Une vie à deux – Vérité 13/14

Vous pouvez demander à n’importe quelle nation, tout le monde sera d’accord sur au moins un point : Angleterre n’était que rarement franc.

France et les plus proches d’Arthur rajouteraient qu’il l’était encore moins avec lui-même.

À force de vivre seule et que les nations l’entourant passent de l’alliée à l’ennemie, il s’était retrouvé incapable de faire confiance à qui que ce soit.

Il avait tenté, à plusieurs reprises, de briser cette armure, ce masque.

Il avait sillonné les océans et découvert des représentants qui ne connaissaient rien de lui, de son histoire.

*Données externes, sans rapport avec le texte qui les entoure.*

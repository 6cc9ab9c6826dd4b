// Adapters layer: concrete surfaces and storage the core is wired to.

pub mod memory;
pub mod storage;
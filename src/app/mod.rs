// Application layer: CLI commands driving the catalog page over in-memory surfaces.

pub mod commands;
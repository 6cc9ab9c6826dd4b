use crate::domain::model::Fragment;
use crate::domain::ports::{GridSurface, ModalSurface};

/// Grid surface that keeps appended fragments in memory.
#[derive(Debug, Clone, Default)]
pub struct MemoryGrid {
    fragments: Vec<Fragment>,
}

impl MemoryGrid {
    pub fn fragments(&self) -> &[Fragment] {
        &self.fragments
    }

    /// Concatenated markup of everything currently in the grid.
    pub fn html(&self) -> String {
        self.fragments
            .iter()
            .map(Fragment::as_html)
            .collect::<Vec<_>>()
            .join("\n")
    }
}

impl GridSurface for MemoryGrid {
    fn clear(&mut self) {
        self.fragments.clear();
    }

    fn append(&mut self, fragment: Fragment) {
        self.fragments.push(fragment);
    }
}

/// Modal surface that records its visual state instead of drawing it.
#[derive(Debug, Clone)]
pub struct MemoryModal {
    body: Fragment,
    visible: bool,
    background_scroll: bool,
    hide_calls: usize,
}

impl Default for MemoryModal {
    fn default() -> Self {
        Self {
            body: Fragment::default(),
            visible: false,
            background_scroll: true,
            hide_calls: 0,
        }
    }
}

impl MemoryModal {
    pub fn body(&self) -> &Fragment {
        &self.body
    }

    pub fn is_visible(&self) -> bool {
        self.visible
    }

    pub fn background_scroll(&self) -> bool {
        self.background_scroll
    }

    pub fn hide_calls(&self) -> usize {
        self.hide_calls
    }
}

impl ModalSurface for MemoryModal {
    fn replace_body(&mut self, fragment: Fragment) {
        self.body = fragment;
    }

    fn show(&mut self) {
        self.visible = true;
    }

    fn hide(&mut self) {
        self.visible = false;
        self.hide_calls += 1;
    }

    fn set_background_scroll(&mut self, enabled: bool) {
        self.background_scroll = enabled;
    }
}

#[cfg(test)]
mod tests {
    use super::*;

    #[test]
    fn test_grid_clear_drops_previous_fragments() {
        let mut grid = MemoryGrid::default();
        grid.append(Fragment::new("<p>a</p>"));
        grid.append(Fragment::new("<p>b</p>"));
        assert_eq!(grid.html(), "<p>a</p>\n<p>b</p>");

        grid.clear();
        assert!(grid.fragments().is_empty());
        assert_eq!(grid.html(), "");
    }

    #[test]
    fn test_modal_records_visual_state() {
        let mut modal = MemoryModal::default();
        modal.replace_body(Fragment::new("<h2>x</h2>"));
        modal.show();
        modal.set_background_scroll(false);
        assert!(modal.is_visible());
        assert!(!modal.background_scroll());

        modal.hide();
        assert!(!modal.is_visible());
        assert_eq!(modal.hide_calls(), 1);
        assert_eq!(modal.body().as_html(), "<h2>x</h2>");
    }
}
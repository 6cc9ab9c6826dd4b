use crate::adapters::memory::{MemoryGrid, MemoryModal};
use crate::adapters::storage::LocalStorage;
use crate::config::{load_catalog, CliConfig, Command, OutputFormat, SiteConfig};
use crate::core::catalog::CatalogPage;
use crate::core::filter::FilterEngine;
use crate::core::page::PageBuilder;
use crate::core::{Project, Storage};
use crate::utils::error::{CatalogError, Result};
use crate::utils::validation::validate_path;

type MemoryPage = CatalogPage<MemoryGrid, MemoryModal>;

pub const PAGE_FILE: &str = "index.html";

/// Runs one CLI command and returns what should be printed.
pub async fn run(cli: &CliConfig) -> Result<String> {
    let (site, store) = load_catalog(cli.config.as_deref())?;
    let mut page = CatalogPage::new(store, MemoryGrid::default(), MemoryModal::default(), &site);

    match &cli.command {
        Command::List => {
            let projects = page.store().all().to_vec();
            listing(&mut page, cli.format, projects, None, |page| page.load())
        }
        Command::Search { query } => {
            let projects = cloned(FilterEngine::new(page.store()).search_by_text(query));
            tracing::info!("🔍 '{}' matched {} projects", query, projects.len());
            listing(
                &mut page,
                cli.format,
                projects,
                Some(site.no_results_message.as_str()),
                |page| page.search(query),
            )
        }
        Command::Filter { tech } => {
            let projects = cloned(FilterEngine::new(page.store()).filter_by_technology(tech));
            tracing::info!("🔍 '{}' matched {} projects", tech, projects.len());
            listing(
                &mut page,
                cli.format,
                projects,
                Some(site.no_results_message.as_str()),
                |page| page.filter_by_technology(tech),
            )
        }
        Command::Techs => {
            let techs = page.store().technologies();
            Ok(match cli.format {
                OutputFormat::Json => serde_json::to_string_pretty(&techs)?,
                OutputFormat::Text => techs.join("\n"),
                OutputFormat::Html => techs
                    .iter()
                    .map(|t| {
                        format!(
                            r#"<span class="tech-tag">{}</span>"#,
                            crate::utils::html::escape(t)
                        )
                    })
                    .collect(),
            })
        }
        Command::View { id } => view(&mut page, cli.format, *id),
        Command::Render { output } => render(&mut page, &site, output).await,
    }
}

fn cloned(projects: Vec<&Project>) -> Vec<Project> {
    projects.into_iter().cloned().collect()
}

fn listing<F>(
    page: &mut MemoryPage,
    format: OutputFormat,
    projects: Vec<Project>,
    no_results_message: Option<&str>,
    draw: F,
) -> Result<String>
where
    F: FnOnce(&mut MemoryPage) -> usize,
{
    match format {
        OutputFormat::Html => {
            draw(page);
            Ok(page.list().grid().html())
        }
        OutputFormat::Json => Ok(serde_json::to_string_pretty(&projects)?),
        OutputFormat::Text => match no_results_message {
            Some(message) if projects.is_empty() => Ok(message.to_string()),
            _ => Ok(projects
                .iter()
                .map(summary_line)
                .collect::<Vec<_>>()
                .join("\n")),
        },
    }
}

fn summary_line(project: &Project) -> String {
    format!(
        "{}\t{}\t{}",
        project.id,
        project.title,
        project.technologies.join(", ")
    )
}

fn view(page: &mut MemoryPage, format: OutputFormat, id: u32) -> Result<String> {
    let project = page
        .store()
        .find_by_id(id)
        .cloned()
        .ok_or(CatalogError::ProjectNotFound { id })?;

    match format {
        OutputFormat::Html => {
            page.view(id);
            Ok(page.modal().surface().body().as_html().to_string())
        }
        OutputFormat::Json => Ok(serde_json::to_string_pretty(&project)?),
        OutputFormat::Text => {
            let mut lines = vec![
                format!("{} (#{})", project.title, project.id),
                project.description.clone(),
                format!("Technologies: {}", project.technologies.join(", ")),
                "Features:".to_string(),
            ];
            lines.extend(project.features.iter().map(|f| format!("  - {}", f)));
            lines.push(format!("Price: {}", project.price));
            lines.push(format!("Order: {}", project.order_link));
            Ok(lines.join("\n"))
        }
    }
}

async fn render(page: &mut MemoryPage, site: &SiteConfig, output: &str) -> Result<String> {
    validate_path("render.output", output)?;

    let count = page.load();
    let document = PageBuilder::new(site).build(&page.list().grid().html());

    let storage = LocalStorage::new(output.to_string());
    storage.write_file(PAGE_FILE, document.as_bytes()).await?;

    let path = std::path::Path::new(output).join(PAGE_FILE);
    tracing::info!("📁 Wrote {} projects to {}", count, path.display());
    Ok(path.display().to_string())
}
#[tokio::test]
async fn test_selected_articles_are_submitted_in_retrieval_order() {
    let mut news = MockNewsSource::new();
    news.expect_fetch_news().times(1).returning(|query, hours| {
        assert_eq!(query, "Sanaa, Yemen");
        assert_eq!(hours, 24);
        vec![
            article("Power cut", "Reuters"),
            article("Fibre damaged", "AP"),
            article("Mobile data throttled", "BBC"),
        ]
    });

    let captured = Arc::new(Mutex::new(None));
    let sink = Arc::clone(&captured);
    let mut generator = MockReportGenerator::new();
    generator.expect_generate_report().times(1).returning(move |request| {
        *sink.lock().unwrap() = Some(request.clone());
        Ok(report("Sanaa, Yemen", "# Sanaa\n\nConnectivity degraded."))
    });

    let mut workflow = Workflow::new(&ReporterConfig::default(), news, generator);
    assert_eq!(workflow.state(), WorkflowState::Idle);
    assert_eq!(workflow.fetch_news().await, Completion::Applied);
    assert_eq!(workflow.articles().len(), 3);

    assert!(workflow.toggle_article(2, true));
    assert!(workflow.toggle_article(0, true));
    assert_eq!(workflow.selected_count(), 2);
    assert_eq!(workflow.submit().await, Completion::Applied);

    let request = captured.lock().unwrap().take().expect("request captured");
    assert_eq!(request.location, "Sanaa, Yemen");
    assert_eq!(request.hours, 24);
    assert!(request.use_llm);
    assert_eq!(request.model, "phi3:mini");
    let titles: Vec<_> = request.articles.iter().map(Article::display_title).collect();
    assert_eq!(titles, vec!["Power cut", "Mobile data throttled"]);

    assert_eq!(workflow.state(), WorkflowState::ReportReady);
    assert_eq!(workflow.saved_text(), Some("# Sanaa\n\nConnectivity degraded."));
    assert!(workflow.error().is_none());
}

#[tokio::test]
async fn test_submission_without_news_sends_no_articles() {
    let mut generator = MockReportGenerator::new();
    generator.expect_generate_report().times(1).returning(|request| {
        assert!(request.articles.is_empty());
        assert_eq!(request.location, "Lagos, Nigeria");
        Ok(report("Lagos, Nigeria", "ok"))
    });
    let mut workflow = Workflow::new(&ReporterConfig::default(), quiet_news(), generator);
    workflow.set_location("  Lagos, Nigeria  ");
    assert_eq!(workflow.submit().await, Completion::Applied);
}

#[tokio::test]
async fn test_rejected_submission_returns_to_idle_with_user_message() {
    let mut generator = MockReportGenerator::new();
    generator.expect_generate_report().times(1).returning(|_| {
        Err(ReportError::Rejected {
            status: 500,
            detail: "ollama: model not loaded".to_string(),
        })
    });
    let mut workflow = Workflow::new(&ReporterConfig::default(), quiet_news(), generator);

    assert_eq!(workflow.submit().await, Completion::Failed);
    assert_eq!(workflow.state(), WorkflowState::Idle);
    assert!(workflow.report().is_none());
    assert!(workflow.saved_text().is_none());
    let message = workflow.error().expect("error message set");
    assert!(message.contains("failed to generate"), "got: {message}");
    assert!(!message.contains("ollama"), "server detail must not leak: {message}");
}
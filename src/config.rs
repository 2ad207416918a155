use serde::{Deserialize, Serialize};
use std::path::PathBuf;
use tracing::{debug, info};

use crate::contract::WorkflowInput;

pub const DEFAULT_API_URL: &str = "http://localhost:8000";
pub const DEFAULT_TIMEOUT_SECS: u64 = 120;

/// Runtime configuration, injected into the backend client and the workflow.
#[derive(Debug, Clone, PartialEq, Serialize, Deserialize)]
pub struct ReporterConfig {
    #[serde(default = "default_api_url")]
    pub api_url: String,
    #[serde(default = "default_timeout_secs")]
    pub request_timeout_secs: u64,
    #[serde(default)]
    pub defaults: InputDefaults,
    #[serde(default = "default_export_dir")]
    pub export_dir: PathBuf,
}

/// Initial form values for a new workflow session.
#[derive(Debug, Clone, PartialEq, Serialize, Deserialize)]
#[serde(default)]
pub struct InputDefaults {
    pub location: String,
    pub hours: i64,
    pub use_llm: bool,
    pub model: String,
}

impl Default for InputDefaults {
    fn default() -> Self {
        Self {
            location: "Sanaa, Yemen".to_string(),
            hours: 24,
            use_llm: true,
            model: "phi3:mini".to_string(),
        }
    }
}

impl InputDefaults {
    pub fn to_input(&self) -> WorkflowInput {
        WorkflowInput::new(self.location.clone(), self.hours, self.use_llm, self.model.clone())
    }
}

fn default_api_url() -> String {
    DEFAULT_API_URL.to_string()
}

fn default_timeout_secs() -> u64 {
    DEFAULT_TIMEOUT_SECS
}

fn default_export_dir() -> PathBuf {
    PathBuf::from(".")
}

impl Default for ReporterConfig {
    fn default() -> Self {
        Self {
            api_url: default_api_url(),
            request_timeout_secs: default_timeout_secs(),
            defaults: InputDefaults::default(),
            export_dir: default_export_dir(),
        }
    }
}

impl ReporterConfig {
    pub fn trace_loaded(&self) {
        info!(
            api_url = %self.api_url,
            timeout_secs = self.request_timeout_secs,
            export_dir = %self.export_dir.display(),
            "Loaded ReporterConfig"
        );
        debug!(?self, "Config loaded (full debug)");
    }
}
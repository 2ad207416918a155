//! # contract: shared data model and collaborator interfaces
//!
//! This module defines the plain data types that flow through one report
//! workflow session (inputs, articles, requests, generated reports) and the
//! traits for everything the workflow talks to but does not own:
//!
//! - [`NewsSource`]: resolves a location + lookback window into candidate articles.
//! - [`ReportGenerator`]: turns a [`ReportRequest`] into a [`ReportResult`].
//! - [`Clipboard`]: receives share-ready text.
//! - [`RenderTarget`]: produces the raster that the PDF exporter embeds.
//!
//! ## Mocking & Testing
//! - Every trait is annotated for `mockall` so the controller can be driven
//!   deterministically in tests (`MockNewsSource`, `MockReportGenerator`, ...).
//!
//! ## Wire format
//! - Field names follow the backend's JSON contract (`use_llm`, `image_base64`,
//!   `generated_at`, `report`), renamed where the Rust side reads better.

use async_trait::async_trait;
use chrono::{DateTime, NaiveDateTime, Utc};
use image::RgbImage;
use mockall::automock;
use serde::{Deserialize, Deserializer, Serialize};
use thiserror::Error;

/// Smallest accepted lookback window, in hours.
pub const MIN_HOURS: u32 = 1;
/// Largest accepted lookback window, in hours.
pub const MAX_HOURS: u32 = 72;

/// Clamp any user-supplied lookback into `[MIN_HOURS, MAX_HOURS]`.
pub fn clamp_hours(raw: i64) -> u32 {
    raw.clamp(MIN_HOURS as i64, MAX_HOURS as i64) as u32
}

/// Source attribution of an article: either `{ "name": ... }` or a bare string.
#[derive(Debug, Clone, PartialEq, Serialize, Deserialize)]
#[serde(untagged)]
pub enum ArticleSource {
    Plain(String),
    Named {
        #[serde(default, skip_serializing_if = "Option::is_none")]
        id: Option<String>,
        #[serde(default)]
        name: Option<String>,
    },
}

/// A candidate news article as returned by the backend.
///
/// Identity is positional within one retrieval batch. Every field the backend
/// sent is kept (`extra`) so the same object can be submitted back verbatim.
#[derive(Debug, Clone, PartialEq, Default, Serialize, Deserialize)]
pub struct Article {
    #[serde(default, skip_serializing_if = "Option::is_none")]
    pub title: Option<String>,
    #[serde(default, skip_serializing_if = "Option::is_none")]
    pub source: Option<ArticleSource>,
    #[serde(default, skip_serializing_if = "Option::is_none")]
    pub url: Option<String>,
    #[serde(flatten)]
    pub extra: serde_json::Map<String, serde_json::Value>,
}

impl Article {
    pub fn display_title(&self) -> &str {
        match self.title.as_deref() {
            Some(t) if !t.trim().is_empty() => t,
            _ => "Untitled",
        }
    }

    /// `source.name`, or the bare `source` string.
    pub fn source_name(&self) -> Option<&str> {
        match self.source.as_ref()? {
            ArticleSource::Plain(s) => Some(s.as_str()),
            ArticleSource::Named { name, .. } => name.as_deref(),
        }
    }
}

/// The operator's inputs for one workflow session.
#[derive(Debug, Clone, PartialEq)]
pub struct WorkflowInput {
    pub location: String,
    hours: u32,
    pub use_llm: bool,
    pub model: String,
    pub image_base64: Option<String>,
}

impl WorkflowInput {
    pub fn new(location: impl Into<String>, hours: i64, use_llm: bool, model: impl Into<String>) -> Self {
        Self {
            location: location.into(),
            hours: clamp_hours(hours),
            use_llm,
            model: model.into(),
            image_base64: None,
        }
    }

    pub fn hours(&self) -> u32 {
        self.hours
    }

    /// Out-of-range values are clamped, never stored.
    pub fn set_hours(&mut self, raw: i64) {
        self.hours = clamp_hours(raw);
    }
}

/// Body of `POST /news`.
#[derive(Debug, Clone, PartialEq, Serialize)]
pub struct NewsQuery<'a> {
    pub query: &'a str,
    pub hours: u32,
}

/// Body of `POST /report`.
#[derive(Debug, Clone, PartialEq, Serialize)]
pub struct ReportRequest {
    pub location: String,
    pub hours: u32,
    pub use_llm: bool,
    pub model: String,
    pub image_base64: Option<String>,
    pub articles: Vec<Article>,
}

impl ReportRequest {
    pub fn new(input: &WorkflowInput, articles: Vec<Article>) -> Self {
        Self {
            location: input.location.trim().to_string(),
            hours: clamp_hours(input.hours() as i64),
            use_llm: input.use_llm,
            model: input.model.clone(),
            image_base64: input.image_base64.clone(),
            articles,
        }
    }
}

/// A generated report. Replaced wholesale by the next successful generation.
#[derive(Debug, Clone, PartialEq, Deserialize)]
pub struct ReportResult {
    pub location: String,
    pub hours: u32,
    #[serde(deserialize_with = "deserialize_generated_at")]
    pub generated_at: DateTime<Utc>,
    #[serde(rename = "report")]
    pub report_text: String,
}

/// Accepts RFC 3339, or a naive ISO-8601 timestamp (no offset) taken as UTC.
pub fn parse_generated_at(raw: &str) -> Option<DateTime<Utc>> {
    if let Ok(ts) = DateTime::parse_from_rfc3339(raw) {
        return Some(ts.with_timezone(&Utc));
    }
    NaiveDateTime::parse_from_str(raw, "%Y-%m-%dT%H:%M:%S%.f")
        .ok()
        .map(|naive| naive.and_utc())
}

fn deserialize_generated_at<'de, D>(deserializer: D) -> Result<DateTime<Utc>, D::Error>
where
    D: Deserializer<'de>,
{
    let raw = String::deserialize(deserializer)?;
    parse_generated_at(&raw)
        .ok_or_else(|| serde::de::Error::custom(format!("invalid generated_at timestamp: {raw}")))
}

/// What happened to a completion handed back to its owner.
#[derive(Debug, Clone, Copy, PartialEq, Eq)]
pub enum Completion {
    Applied,
    Failed,
    /// The ticket was superseded; nothing changed.
    Discarded,
}

/// Classified failure of a report generation round trip.
#[derive(Debug, Error)]
pub enum ReportError {
    /// Transport failed before any HTTP status was received.
    #[error("backend unreachable at {endpoint}: {detail}")]
    Unreachable { endpoint: String, detail: String },

    /// The configured request timeout elapsed.
    #[error("backend at {endpoint} did not answer in time")]
    TimedOut { endpoint: String },

    /// The backend answered with a non-success status.
    #[error("backend rejected the request with HTTP {status}: {detail}")]
    Rejected { status: u16, detail: String },

    /// The backend answered 2xx but the body was not a report.
    #[error("backend returned an unreadable report: {0}")]
    Decode(String),

    /// A submission is already outstanding.
    #[error("a report submission is already in progress")]
    Busy,

    #[error("location must not be empty")]
    EmptyLocation,
}

impl ReportError {
    /// The message shown to the operator. Server detail is never included.
    pub fn user_message(&self) -> String {
        match self {
            ReportError::Unreachable { endpoint, .. } | ReportError::TimedOut { endpoint } => format!(
                "Could not reach the report service at {endpoint}. Make sure the backend is running and the API URL is configured correctly."
            ),
            ReportError::Rejected { .. } | ReportError::Decode(_) => {
                "The report service failed to generate a report. Please try again, or turn off LLM generation.".to_string()
            }
            ReportError::Busy => "A report is already being generated.".to_string(),
            ReportError::EmptyLocation => "Please enter a location (City, Country).".to_string(),
        }
    }
}

/// Failure of an export operation.
#[derive(Debug, Error)]
pub enum ExportError {
    #[error("IO error: {0}")]
    Io(#[from] std::io::Error),

    #[error("DOCX packaging failed: {0}")]
    Docx(String),

    #[error("clipboard unavailable: {0}")]
    Clipboard(String),
}

/// Resolves a free-text location and lookback into candidate articles.
///
/// Implementations never fail: any transport or status problem yields an empty list.
#[cfg_attr(any(test, feature = "test-export-mocks"), automock)]
#[async_trait]
pub trait NewsSource: Send + Sync {
    async fn fetch_news(&self, query: &str, hours: u32) -> Vec<Article>;
}

/// Produces a report for a submission.
#[cfg_attr(any(test, feature = "test-export-mocks"), automock)]
#[async_trait]
pub trait ReportGenerator: Send + Sync {
    async fn generate_report(&self, request: &ReportRequest) -> Result<ReportResult, ReportError>;
}

/// Destination for share text.
#[cfg_attr(any(test, feature = "test-export-mocks"), automock)]
pub trait Clipboard {
    fn set_text(&self, text: &str) -> Result<(), ExportError>;
}

/// Something that can be rasterized for PDF export.
///
/// `scale` is the supersampling factor. `None` means there is nothing to capture.
#[cfg_attr(any(test, feature = "test-export-mocks"), automock)]
pub trait RenderTarget {
    fn capture(&self, scale: u32) -> Option<RgbImage>;
}
#![doc = "HTTP client for the report backend: news retrieval, report generation, health and defaults."]
//
//! # Backend client
//!
//! [`HttpBackend`] is the production implementation of [`NewsSource`] and
//! [`ReportGenerator`]. It is constructed from an explicit [`ReporterConfig`];
//! the base address is never read from the environment here.
//!
//! - `POST /news`: failures of any kind degrade to "no articles".
//! - `POST /report`: failures are classified into [`ReportError`] variants.
//! - `GET /health`, `GET /config`: used by the binary and to seed form defaults.
//!
//! Every request is bounded by `request_timeout_secs`.

use std::time::Duration;

use async_trait::async_trait;
use serde::Deserialize;
use tracing::{debug, error, info, warn};

use crate::config::ReporterConfig;
use crate::contract::{Article, NewsQuery, NewsSource, ReportError, ReportGenerator, ReportRequest, ReportResult};

#[derive(Deserialize)]
struct NewsResponse {
    #[serde(default)]
    articles: Option<Vec<Article>>,
}

#[derive(Deserialize)]
struct HealthResponse {
    status: String,
}

/// Form defaults advertised by the backend at `GET /config`.
#[derive(Debug, Clone, PartialEq, Deserialize)]
pub struct BackendDefaults {
    pub default_location: Option<String>,
    pub default_window_hours: Option<i64>,
    #[serde(default)]
    pub llm_provider: Option<String>,
    pub use_llm: Option<bool>,
    pub model: Option<String>,
}

#[derive(Clone)]
pub struct HttpBackend {
    client: reqwest::Client,
    base_url: String,
}

impl HttpBackend {
    pub fn new(config: &ReporterConfig) -> Result<Self, reqwest::Error> {
        let client = reqwest::Client::builder()
            .timeout(Duration::from_secs(config.request_timeout_secs))
            .build()?;
        let base_url = config.api_url.trim_end_matches('/').to_string();
        info!(
            api_url = %base_url,
            timeout_secs = config.request_timeout_secs,
            "Initialized backend client"
        );
        Ok(Self { client, base_url })
    }

    /// The configured base address, as shown in unreachable-backend messages.
    pub fn endpoint(&self) -> &str {
        &self.base_url
    }

    fn url(&self, path: &str) -> String {
        format!("{}{}", self.base_url, path)
    }

    /// `true` only when the backend answers `{"status": "ok"}`.
    pub async fn health(&self) -> bool {
        let resp = match self.client.get(self.url("/health")).send().await {
            Ok(resp) if resp.status().is_success() => resp,
            Ok(resp) => {
                warn!(status = %resp.status(), "Health check returned non-success status");
                return false;
            }
            Err(e) => {
                warn!(error = %e, endpoint = %self.base_url, "Health check failed");
                return false;
            }
        };
        match resp.json::<HealthResponse>().await {
            Ok(body) => body.status == "ok",
            Err(e) => {
                warn!(error = %e, "Health check body unreadable");
                false
            }
        }
    }

    /// Backend-advertised form defaults, or `None` when unavailable.
    pub async fn defaults(&self) -> Option<BackendDefaults> {
        let resp = match self.client.get(self.url("/config")).send().await {
            Ok(resp) if resp.status().is_success() => resp,
            Ok(resp) => {
                warn!(status = %resp.status(), "Backend defaults request returned non-success status");
                return None;
            }
            Err(e) => {
                warn!(error = %e, "Backend defaults request failed");
                return None;
            }
        };
        match resp.json::<BackendDefaults>().await {
            Ok(defaults) => {
                debug!(?defaults, "Fetched backend defaults");
                Some(defaults)
            }
            Err(e) => {
                warn!(error = %e, "Backend defaults body unreadable");
                None
            }
        }
    }

    fn classify_transport(&self, e: reqwest::Error) -> ReportError {
        if e.is_timeout() {
            ReportError::TimedOut {
                endpoint: self.base_url.clone(),
            }
        } else {
            ReportError::Unreachable {
                endpoint: self.base_url.clone(),
                detail: e.to_string(),
            }
        }
    }
}

/// Pulls FastAPI's `{"detail": ...}` out of an error body when present.
fn error_detail(body: &str) -> String {
    serde_json::from_str::<serde_json::Value>(body)
        .ok()
        .and_then(|v| v.get("detail").map(|d| match d {
            serde_json::Value::String(s) => s.clone(),
            other => other.to_string(),
        }))
        .unwrap_or_else(|| body.to_string())
}

#[async_trait]
impl NewsSource for HttpBackend {
    async fn fetch_news(&self, query: &str, hours: u32) -> Vec<Article> {
        info!(query, hours, "Fetching news");
        let body = NewsQuery { query, hours };
        let resp = match self.client.post(self.url("/news")).json(&body).send().await {
            Ok(resp) => resp,
            Err(e) => {
                warn!(error = %e, endpoint = %self.base_url, "News retrieval failed; continuing without articles");
                return Vec::new();
            }
        };
        if !resp.status().is_success() {
            warn!(status = %resp.status(), "News retrieval returned non-success status; continuing without articles");
            return Vec::new();
        }
        match resp.json::<NewsResponse>().await {
            Ok(body) => {
                let articles = body.articles.unwrap_or_default();
                info!(count = articles.len(), "News retrieved");
                articles
            }
            Err(e) => {
                warn!(error = %e, "News response unreadable; continuing without articles");
                Vec::new()
            }
        }
    }
}

#[async_trait]
impl ReportGenerator for HttpBackend {
    async fn generate_report(&self, request: &ReportRequest) -> Result<ReportResult, ReportError> {
        info!(
            location = %request.location,
            hours = request.hours,
            use_llm = request.use_llm,
            model = %request.model,
            articles = request.articles.len(),
            has_image = request.image_base64.is_some(),
            "Requesting report generation"
        );
        let resp = self
            .client
            .post(self.url("/report"))
            .json(request)
            .send()
            .await
            .map_err(|e| {
                error!(error = %e, endpoint = %self.base_url, "Report request could not be delivered");
                self.classify_transport(e)
            })?;

        let status = resp.status();
        if !status.is_success() {
            let body = resp.text().await.unwrap_or_default();
            let detail = error_detail(&body);
            error!(status = status.as_u16(), detail = %detail, "Report generation rejected by backend");
            return Err(ReportError::Rejected {
                status: status.as_u16(),
                detail,
            });
        }

        let body = resp.text().await.map_err(|e| {
            error!(error = %e, "Failed to read report response body");
            self.classify_transport(e)
        })?;
        let result: ReportResult = serde_json::from_str(&body).map_err(|e| {
            error!(error = %e, "Report response was not a valid report");
            ReportError::Decode(e.to_string())
        })?;
        info!(
            location = %result.location,
            generated_at = %result.generated_at,
            chars = result.report_text.len(),
            "Report received"
        );
        Ok(result)
    }
}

Alors, il avait baissé ses barrières et sourit, les prenant sous son aile ou les épaulant.

Mais ils l’avaient trahi, à leur tour, lui tournant le dos, tour à tour. Et Arthur s’était senti perdre pied, redevenant une statue de glace et de pierre, plus dure que jamais.

La perte de ses territoires lui avait retourné le cerveau et se retrouver à parler avec son reflet ne lui paraissait plus aussi dingue qu’au début.

Lui donner une vie propre non plus.

-Je suis le seul qui te connaît vraiment, Arthur, répétait souvent Oliver.

Il avait pris l’habitude de lui sourire doucement, après, ou, depuis son incarnation, de caresser ses cheveux avec tendresse.

Oliver était tout pour lui. Il savait tout de lui.

Il avait longuement hésité à lui donner une enveloppe corporelle. Lorsque cela sera fait, qu’est-ce qui l’empêchera de le trahir, lui aussi ?

Mais sa solitude lui pesait et Oliver avait trouvé les mots pour le pousser à achever leur projet.

Il voulait une épaule sur laquelle pleurer, des bras pour le serrer, une odeur sucrée à inspirer pour s’apaiser, une chaleur humaine contre laquelle se réchauffer…

Il ne voulait plus être seul, il ne voulait plus mentir.

-Je suis le seul qui te connaît vraiment, Arthur, sourit Oliver en le serrant contre lui.